Morgan Freeman has been offering to pay for an integrated prom for a decade now, but the school board only took him up on the offer in 2008. So while we had a black man winning the nomination for President and people were starting to crow about “post-racial” America, these kids were having the first integrated prom. But still there was a whites-only prom that was thrown for the white kids (and their parents) who couldn’t stomach an integrated prom. In a beautiful stroke of irony, the integrated prom went off without a hitch and it seems everyone had fun, but the whites-only prom was marred by fighting.**

So, the kids had fun, the racist parents found that their worst fears had no grounding, and a small part of Mississippi inches slightly closer to joining the 20th century.*** They’re planning to have another one next year, and the school is still going to have the white prom for the uber-racists, as well. In case the moral of the story isn’t clear, it was the black prom that opened up and accepted white prom-goers to become integrated, and not the other way around. In other words, Pat Buchanan has the way this runs completely backwards, not that I expect him to change his story in the slightest.

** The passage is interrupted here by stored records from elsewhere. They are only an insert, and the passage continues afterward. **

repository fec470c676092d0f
pub mod app_error;
pub mod config_error;

pub use app_error::AppError;
pub use config_error::ConfigError;
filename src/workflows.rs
//! Catálogo de workflows de despliegue y mantenimiento de AWX.
//!
//! Cada workflow es una única definición parametrizada por entorno: el
//! namespace, las réplicas y el tier llegan en tiempo de ejecución a través
//! de `${NAMESPACE}`, `${REPLICAS}`, ... en las plantillas de comando.

use std::fmt;
use std::path::Path;
use std::sync::Arc;
use std::time::Duration;

use clap::ValueEnum;
use flow_adapters::{NotifyAction, Notifier, PollUntilReady, ShellAction};
use flow_core::{ApprovalGate, CoreEngineError, EnvironmentConfig, ExecutionContext, Step, WorkflowDefinition};
use serde::Serialize;
use uuid::Uuid;

use crate::config::AppConfig;

pub const ROLLOUT_POLL_INTERVAL: Duration = Duration::from_secs(15);
pub const ROLLOUT_TIMEOUT: Duration = Duration::from_secs(600);

#[derive(Debug, Clone, Copy, PartialEq, Eq, ValueEnum)]
pub enum WorkflowKind {
    /// Namespace, operador, instancia (con aprobación), rollout y aviso.
    Deploy,
    /// Un único `kubectl apply` del directorio de manifiestos.
    ApplyManifests,
    /// Backup, health check, limpieza y revisión del operador.
    Maintenance,
}

impl WorkflowKind {
    pub fn as_str(&self) -> &'static str {
        match self {
            WorkflowKind::Deploy => "deploy",
            WorkflowKind::ApplyManifests => "apply-manifests",
            WorkflowKind::Maintenance => "maintenance",
        }
    }
}

impl fmt::Display for WorkflowKind {
    fn fmt(&self, f: &mut fmt::Formatter<'_>) -> fmt::Result {
        f.write_str(self.as_str())
    }
}

pub fn build(kind: WorkflowKind,
             config: &AppConfig,
             notifier: Arc<dyn Notifier>)
             -> Result<WorkflowDefinition, CoreEngineError> {
    match kind {
        WorkflowKind::Deploy => deploy(config, notifier),
        WorkflowKind::ApplyManifests => apply_manifests(config),
        WorkflowKind::Maintenance => maintenance(config),
    }
}

fn path(p: &Path) -> String {
    p.display().to_string()
}

pub fn deploy(config: &AppConfig, notifier: Arc<dyn Notifier>) -> Result<WorkflowDefinition, CoreEngineError> {
    let operator_dir = config.manifest_dir.join("aks-operator");
    let retry = config.retry.clone();

    let rollout_check = ShellAction::new("kubectl rollout status deployment/awx-web -n ${NAMESPACE} --timeout=30s");

    WorkflowDefinition::builder("deploy").step(Step::new("ensure_namespace",
                                                         ShellAction::new("kubectl get ns ${NAMESPACE} || kubectl create ns ${NAMESPACE}"))
                                                   .with_retry(retry.clone()))
                                         .step(Step::new("apply_operator",
                                                         ShellAction::new(format!("kubectl apply -f {}/awx-operator.yaml -n ${{NAMESPACE}}",
                                                                                  path(&operator_dir))))
                                                   .with_retry(retry.clone()))
                                         .step(Step::new("apply_instance",
                                                         ShellAction::new(format!("envsubst < {}/awx-instance.yaml | kubectl apply -f - -n ${{NAMESPACE}}",
                                                                                  path(&operator_dir))).with_env("AWX_NAMESPACE", "${NAMESPACE}")
                                                                                                       .with_env("AWX_REPLICAS", "${REPLICAS}"))
                                                   .with_retry(retry.clone())
                                                   .requiring_approval())
                                         .step(Step::new("verify_rollout",
                                                         PollUntilReady::new(rollout_check, ROLLOUT_POLL_INTERVAL, ROLLOUT_TIMEOUT))
                                                   .with_retry(retry))
                                         .step(Step::new("notify",
                                                         NotifyAction::new(notifier,
                                                                           "AWX deployed to ${ENVIRONMENT} (namespace ${NAMESPACE}, ${REPLICAS} replica(s), tier ${RESOURCE_TIER})")))
                                         .build()
}

/// Variante mínima: sin reintentos ni aprobación.
pub fn apply_manifests(config: &AppConfig) -> Result<WorkflowDefinition, CoreEngineError> {
    let dir = config.manifest_dir.join("manifests");
    WorkflowDefinition::builder("apply-manifests").step(Step::new("apply",
                                                                  ShellAction::new(format!("kubectl apply -f {}/ -n ${{NAMESPACE}}",
                                                                                           path(&dir)))))
                                                  .build()
}

pub fn maintenance(config: &AppConfig) -> Result<WorkflowDefinition, CoreEngineError> {
    let backups = path(&config.backup_dir);
    let retry = config.retry.clone();

    let backup = format!("mkdir -p {backups} && \
                          kubectl get secret -n ${{NAMESPACE}} -o yaml > {backups}/awx-${{ENVIRONMENT}}-secrets-$(date +%Y%m%d).yaml && \
                          kubectl get configmap -n ${{NAMESPACE}} -o yaml > {backups}/awx-${{ENVIRONMENT}}-configmaps-$(date +%Y%m%d).yaml");
    let cleanup = format!("kubectl delete jobs -n ${{NAMESPACE}} --field-selector status.successful=1 --ignore-not-found=true && \
                           find {backups} -name \"awx-${{ENVIRONMENT}}-*-$(date -d '7 days ago' +%Y%m%d).yaml\" -delete");

    WorkflowDefinition::builder("maintenance").step(Step::new("backup", ShellAction::new(backup)).with_retry(retry.clone()))
                                              .step(Step::new("health_check",
                                                              ShellAction::new("kubectl get pods -n ${NAMESPACE} && \
                                                                                (kubectl top pods -n ${NAMESPACE} || echo \"Metrics not available\")"))
                                                        .with_retry(retry.clone()))
                                              .step(Step::new("cleanup", ShellAction::new(cleanup)).with_retry(retry.clone()))
                                              .step(Step::new("update_operator",
                                                              ShellAction::new("kubectl get deployment awx-operator -n ${NAMESPACE} \
                                                                                -o jsonpath='{.spec.template.spec.containers[0].image}'"))
                                                        .with_retry(retry))
                                              .build()
}

/// Línea del comando `plan`: qué haría cada step sin ejecutar nada.
#[derive(Debug, Clone, PartialEq, Eq, Serialize)]
pub struct PlannedStep {
    pub index: usize,
    pub step_id: String,
    pub action: String,
    pub gated: bool,
    pub max_attempts: u32,
}

pub fn plan(definition: &WorkflowDefinition, environment: &EnvironmentConfig) -> Vec<PlannedStep> {
    let run_id = Uuid::nil();
    definition.steps()
              .iter()
              .enumerate()
              .map(|(index, step)| {
                  let ctx = ExecutionContext::new(run_id, environment.clone(), &step.id);
                  PlannedStep { index: index + 1,
                                step_id: step.id.clone(),
                                action: step.action.describe(&ctx),
                                gated: ApprovalGate::applies(environment, step),
                                max_attempts: step.effective_retry().max_attempts }
              })
              .collect()
}
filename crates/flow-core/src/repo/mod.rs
pub mod types;
pub use types::{FailureReason, InMemoryRunRepository, RunRepository, RunStatus, WorkflowRun};
use std::fmt;
use std::str::FromStr;

use serde::{Deserialize, Serialize};

use crate::errors::CoreEngineError;

/// Tamaño de recursos asignado a un entorno.
#[derive(Debug, Clone, Copy, PartialEq, Eq, Hash, Serialize, Deserialize)]
#[serde(rename_all = "lowercase")]
pub enum ResourceTier {
    Small,
    Medium,
    Large,
}

impl ResourceTier {
    pub fn as_str(&self) -> &'static str {
        match self {
            ResourceTier::Small => "small",
            ResourceTier::Medium => "medium",
            ResourceTier::Large => "large",
        }
    }
}

impl fmt::Display for ResourceTier {
    fn fmt(&self, f: &mut fmt::Formatter<'_>) -> fmt::Result {
        f.write_str(self.as_str())
    }
}

impl FromStr for ResourceTier {
    type Err = String;

    fn from_str(s: &str) -> Result<Self, Self::Err> {
        match s.to_ascii_lowercase().as_str() {
            "small" => Ok(ResourceTier::Small),
            "medium" => Ok(ResourceTier::Medium),
            "large" => Ok(ResourceTier::Large),
            other => Err(format!("unknown resource tier '{other}'")),
        }
    }
}

/// Configuración inmutable de un entorno de despliegue.
#[derive(Debug, Clone, PartialEq, Eq, Serialize, Deserialize)]
pub struct EnvironmentConfig {
    pub name: String,
    pub namespace: String,
    pub replicas: u32,
    pub resource_tier: ResourceTier,
    pub approval_required: bool,
}

impl EnvironmentConfig {
    pub fn new(name: impl Into<String>,
               namespace: impl Into<String>,
               replicas: u32,
               resource_tier: ResourceTier,
               approval_required: bool)
               -> Self {
        Self { name: name.into(),
               namespace: namespace.into(),
               replicas,
               resource_tier,
               approval_required }
    }

    /// Comprueba las restricciones del modelo: nombre y namespace no vacíos,
    /// al menos una réplica.
    pub fn validate(&self) -> Result<(), CoreEngineError> {
        let invalid = |reason: &str| CoreEngineError::InvalidEnvironment { name: self.name.clone(),
                                                                           reason: reason.to_string() };
        if self.name.trim().is_empty() {
            return Err(invalid("name must not be empty"));
        }
        if self.namespace.trim().is_empty() {
            return Err(invalid("namespace must not be empty"));
        }
        if self.replicas == 0 {
            return Err(invalid("replicas must be a positive integer"));
        }
        Ok(())
    }
}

*For people who are exhausted of the past 35 years of fighting over Roe v. Wade, it’s worth meditating on the fact that there’s been 54 years of fighting over Brown, but done in a way that gets ignored by the mainstream media more. This, if anything, makes it more frustrating.
**This doesn’t surprise me in the slightest. Once you reduce the group to the most avid racists, you’re talking a mean, sadistic group of rednecks in training. I’d be shocked if all that hostility didn’t turn into a fight.
***The 21st century will take a lot more work.

Amanda Marcotte
Amanda Marcotte
Amanda Marcotte is a freelance journalist born and bred in Texas, but now living in the writer reserve of Brooklyn. She focuses on feminism, national politics, and pop culture, with the order shifting depending on her mood and the state of the nation.